__HOW TO COMPLETE THIS TASK__. Set down, character for character, everything in the records below from the line holding "alternate node type." down to the line holding "Lua, HTTP, ...).", and no other line.

__EXERCISE MATERIALS__.
//! Loose-typing rules for JSON values.
//!
//! Operators follow dynamic-language semantics: `+` concatenates when either
//! side is a string, arithmetic coerces to numbers, and truthiness treats
//! `undefined`, `null`, `false`, `0` and `""` as false. `None` is `undefined`.
//!
//! JSON cannot hold NaN or infinities, so non-finite arithmetic results
//! become `null`.

use serde_json::Value;

/// Largest integer that survives a round trip through `f64`.
const MAX_SAFE_INTEGER: f64 = 9_007_199_254_740_991.0;

pub fn truthy(value: Option<&Value>) -> bool {
  match value {
    None | Some(Value::Null) => false,
    Some(Value::Bool(b)) => *b,
    Some(Value::Number(n)) => n.as_f64().is_some_and(|f| f != 0.0 && !f.is_nan()),
    Some(Value::String(s)) => !s.is_empty(),
    Some(Value::Array(_)) | Some(Value::Object(_)) => true,
  }
}

pub fn to_number(value: Option<&Value>) -> f64 {
  match value {
    None => f64::NAN,
    Some(Value::Null) => 0.0,
    Some(Value::Bool(b)) => {
      if *b {
        1.0
      } else {
        0.0
      }
    }
    Some(Value::Number(n)) => n.as_f64().unwrap_or(f64::NAN),
    Some(Value::String(s)) => parse_number(s),
    Some(Value::Array(items)) => match items.as_slice() {
      [] => 0.0,
      [single] => to_number(Some(single)),
      _ => f64::NAN,
    },
    Some(Value::Object(_)) => f64::NAN,
  }
}

fn parse_number(s: &str) -> f64 {
  let trimmed = s.trim();
  if trimmed.is_empty() {
    return 0.0;
  }
  match trimmed {
    "Infinity" | "+Infinity" => return f64::INFINITY,
    "-Infinity" => return f64::NEG_INFINITY,
    _ => {}
  }
  // Rust also accepts "inf" and "nan", which are not numbers here.
  if trimmed
    .chars()
    .any(|c| c.is_ascii_alphabetic() && c != 'e' && c != 'E')
  {
    return f64::NAN;
  }
  trimmed.parse::<f64>().unwrap_or(f64::NAN)
}

/// Convert an `f64` back to a JSON value, preferring an integer
/// representation when the value is integral.
pub fn number_value(n: f64) -> Value {
  if !n.is_finite() {
    return Value::Null;
  }
  if n.fract() == 0.0 && n.abs() <= MAX_SAFE_INTEGER {
    return Value::from(n as i64);
  }
  serde_json::Number::from_f64(n)
    .map(Value::Number)
    .unwrap_or(Value::Null)
}

fn format_number(n: f64) -> String {
  if n.is_nan() {
    "NaN".to_string()
  } else if n.is_infinite() {
    let text = if n > 0.0 { "Infinity" } else { "-Infinity" };
    text.to_string()
  } else if n.fract() == 0.0 && n.abs() <= MAX_SAFE_INTEGER {
    format!("{}", n as i64)
  } else {
    format!("{}", n)
  }
}

/// String conversion used by templates and string concatenation.
pub fn to_display(value: Option<&Value>) -> String {
  match value {
    None => "undefined".to_string(),
    Some(Value::Null) => "null".to_string(),
    Some(Value::Bool(b)) => b.to_string(),
    Some(Value::Number(n)) => format_number(n.as_f64().unwrap_or(f64::NAN)),
    Some(Value::String(s)) => s.clone(),
    Some(Value::Array(items)) => items
      .iter()
      .map(|item| match item {
        Value::Null => String::new(),
        other => to_display(Some(other)),
      })
      .collect::<Vec<_>>()
      .join(","),
    Some(Value::Object(_)) => "[object Object]".to_string(),
  }
}

pub fn type_of(value: Option<&Value>) -> &'static str {
  match value {
    None => "undefined",
    Some(Value::Bool(_)) => "boolean",
    Some(Value::Number(_)) => "number",
    Some(Value::String(_)) => "string",
    Some(Value::Null) | Some(Value::Array(_)) | Some(Value::Object(_)) => "object",
  }
}

/// Strict equality. Numbers compare by value regardless of their JSON
/// representation; arrays and objects compare structurally.
pub fn strict_equals(left: Option<&Value>, right: Option<&Value>) -> bool {
  match (left, right) {
    (None, None) => true,
    (Some(l), Some(r)) => json_equals(l, r),
    _ => false,
  }
}

fn json_equals(left: &Value, right: &Value) -> bool {
  match (left, right) {
    (Value::Number(l), Value::Number(r)) => l.as_f64() == r.as_f64(),
    (Value::Array(l), Value::Array(r)) => {
      l.len() == r.len() && l.iter().zip(r).all(|(a, b)| json_equals(a, b))
    }
    (Value::Object(l), Value::Object(r)) => {
      l.len() == r.len()
        && l
          .iter()
          .all(|(k, v)| r.get(k).is_some_and(|other| json_equals(v, other)))
    }
    (l, r) => l == r,
  }
}

/// Arrays and objects become their string form; everything else is kept.
pub(crate) fn to_primitive(value: Option<&Value>) -> Option<Value> {
  match value {
    Some(Value::Array(_)) | Some(Value::Object(_)) => Some(Value::String(to_display(value))),
    other => other.cloned(),
  }
}

/// Integer conversion used by bitwise operators.
pub(crate) fn to_int32(n: f64) -> i32 {
  if !n.is_finite() {
    return 0;
  }
  const TWO_32: f64 = 4_294_967_296.0;
  let wrapped = n.trunc().rem_euclid(TWO_32);
  if wrapped >= TWO_32 / 2.0 {
    (wrapped - TWO_32) as i32
  } else {
    wrapped as i32
  }
}
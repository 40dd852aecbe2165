//! `"$ref:a.b.c"` reference resolution.
//!
//! A reference is a string in a definition that points at a value in the
//! surrounding context instead of embedding it. The path after the prefix is
//! split on `.` and walked one segment at a time; walking into anything that
//! is not an object or array yields `undefined` (`None`).

use std::borrow::Cow;

use serde_json::Value;

pub const REF_PREFIX: &str = "$ref:";

/// A root that references are resolved against.
pub trait Scope {
  /// Look up a dotted path, already split into segments.
  fn lookup(&self, segments: &[&str]) -> Option<Cow<'_, Value>>;
}

impl Scope for Value {
  fn lookup(&self, segments: &[&str]) -> Option<Cow<'_, Value>> {
    walk(self, segments)
  }
}

impl Scope for serde_json::Map<String, Value> {
  fn lookup(&self, segments: &[&str]) -> Option<Cow<'_, Value>> {
    let (first, rest) = segments.split_first()?;
    walk(self.get(*first)?, rest)
  }
}

/// The path of a reference string, without its prefix.
pub fn reference_path(value: &Value) -> Option<&str> {
  value.as_str()?.strip_prefix(REF_PREFIX)
}

/// Resolve `reference` against `scope`.
///
/// Anything that is not a `"$ref:"` string is returned unchanged.
pub fn resolve<S: Scope + ?Sized>(reference: &Value, scope: &S) -> Option<Value> {
  match reference_path(reference) {
    Some(path) => lookup_path(path, scope).map(Cow::into_owned),
    None => Some(reference.clone()),
  }
}

/// Walk a dotted path (without the prefix) through `scope`.
pub fn lookup_path<'a, S: Scope + ?Sized>(path: &str, scope: &'a S) -> Option<Cow<'a, Value>> {
  let segments: Vec<&str> = path.split('.').collect();
  scope.lookup(&segments)
}

/// Walk `segments` starting at `start`.
pub(crate) fn walk<'a>(start: &'a Value, segments: &[&str]) -> Option<Cow<'a, Value>> {
  let mut current = start;
  for (i, segment) in segments.iter().enumerate() {
    match current {
      Value::Object(map) => current = map.get(*segment)?,
      Value::Array(items) => {
        if *segment == "length" && i + 1 == segments.len() {
          return Some(Cow::Owned(Value::from(items.len())));
        }
        current = segment
          .parse::<usize>()
          .ok()
          .and_then(|idx| items.get(idx))?;
      }
      _ => return None,
    }
  }
  Some(Cow::Borrowed(current))
}
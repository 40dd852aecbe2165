use std::fmt;

use serde::{Deserialize, Deserializer, Serialize};
use tracing::warn;

/// The policy applied when a node execution fails.
///
/// Unrecognised names deserialize as [`RecoveryStrategyType::Fail`].
#[derive(Debug, Clone, Copy, PartialEq, Eq, Hash, Default, Serialize)]
#[serde(rename_all = "snake_case")]
pub enum RecoveryStrategyType {
  /// Re-dispatch the node under an alternate node type.
  Fallback,
  /// Suppress the failure and hand downstream nodes an empty output.
  Skip,
  /// Re-dispatch the same node type with exponential backoff.
  Retry,
  /// Report the original error without attempting recovery.
  #[default]
  Fail,
}

impl RecoveryStrategyType {
  pub fn as_str(&self) -> &'static str {
    match self {
      Self::Fallback => "fallback",
      Self::Skip => "skip",
      Self::Retry => "retry",
      Self::Fail => "fail",
    }
  }
}

impl<'de> Deserialize<'de> for RecoveryStrategyType {
  fn deserialize<D: Deserializer<'de>>(deserializer: D) -> Result<Self, D::Error> {
    let name = String::deserialize(deserializer)?;
    Ok(match name.as_str() {
      "fallback" => Self::Fallback,
      "skip" => Self::Skip,
      "retry" => Self::Retry,
      "fail" => Self::Fail,
      other => {
        warn!(strategy = other, "unknown recovery strategy, using fail");
        Self::Fail
      }
    })
  }
}

impl fmt::Display for RecoveryStrategyType {
  fn fmt(&self, f: &mut fmt::Formatter<'_>) -> fmt::Result {
    f.write_str(self.as_str())
  }
}
use async_trait::async_trait;

use crate::WorkflowNode;
use crate::context::{ExecutionState, WorkflowContext};
use crate::error::NodeError;
use crate::result::NodeResult;

/// A concrete node implementation (script, Lua, HTTP, ...).
#[async_trait]
pub trait NodeExecutor: Send + Sync {
  /// Execute one node.
  ///
  /// A returned `Err` and an `Ok` result whose status is not success are both
  /// treated as node failures by the caller.
  async fn execute(
    &self,
    node: &WorkflowNode,
    context: &WorkflowContext,
    state: &ExecutionState,
  ) -> Result<NodeResult, NodeError>;
}

/// Routes a node to the executor registered for `node_type`.
///
/// The recovery manager uses this to retry a node or to re-run it under a
/// fallback type.
#[async_trait]
pub trait NodeDispatcher: Send + Sync {
  async fn dispatch(
    &self,
    node_type: &str,
    node: &WorkflowNode,
    context: &WorkflowContext,
    state: &ExecutionState,
  ) -> Result<NodeResult, NodeError>;
}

__RESPONSE BELOW__.
  /// Re-dispatch the node under an alternate node type.
  Fallback,
  /// Suppress the failure and hand downstream nodes an empty output.
  Skip,
  /// Re-dispatch the same node type with exponential backoff.
  Retry,
  /// Report the original error without attempting recovery.
  #[default]
  Fail,
}

impl RecoveryStrategyType {
  pub fn as_str(&self) -> &'static str {
    match self {
      Self::Fallback => "fallback",
      Self::Skip => "skip",
      Self::Retry => "retry",
      Self::Fail => "fail",
    }
  }
}

impl<'de> Deserialize<'de> for RecoveryStrategyType {
  fn deserialize<D: Deserializer<'de>>(deserializer: D) -> Result<Self, D::Error> {
    let name = String::deserialize(deserializer)?;
    Ok(match name.as_str() {
      "fallback" => Self::Fallback,
      "skip" => Self::Skip,
      "retry" => Self::Retry,
      "fail" => Self::Fail,
      other => {
        warn!(strategy = other, "unknown recovery strategy, using fail");
        Self::Fail
      }
    })
  }
}

impl fmt::Display for RecoveryStrategyType {
  fn fmt(&self, f: &mut fmt::Formatter<'_>) -> fmt::Result {
    f.write_str(self.as_str())
  }
}
use async_trait::async_trait;

use crate::WorkflowNode;
use crate::context::{ExecutionState, WorkflowContext};
use crate::error::NodeError;
use crate::result::NodeResult;

/// A concrete node implementation (script, Lua, HTTP, ...).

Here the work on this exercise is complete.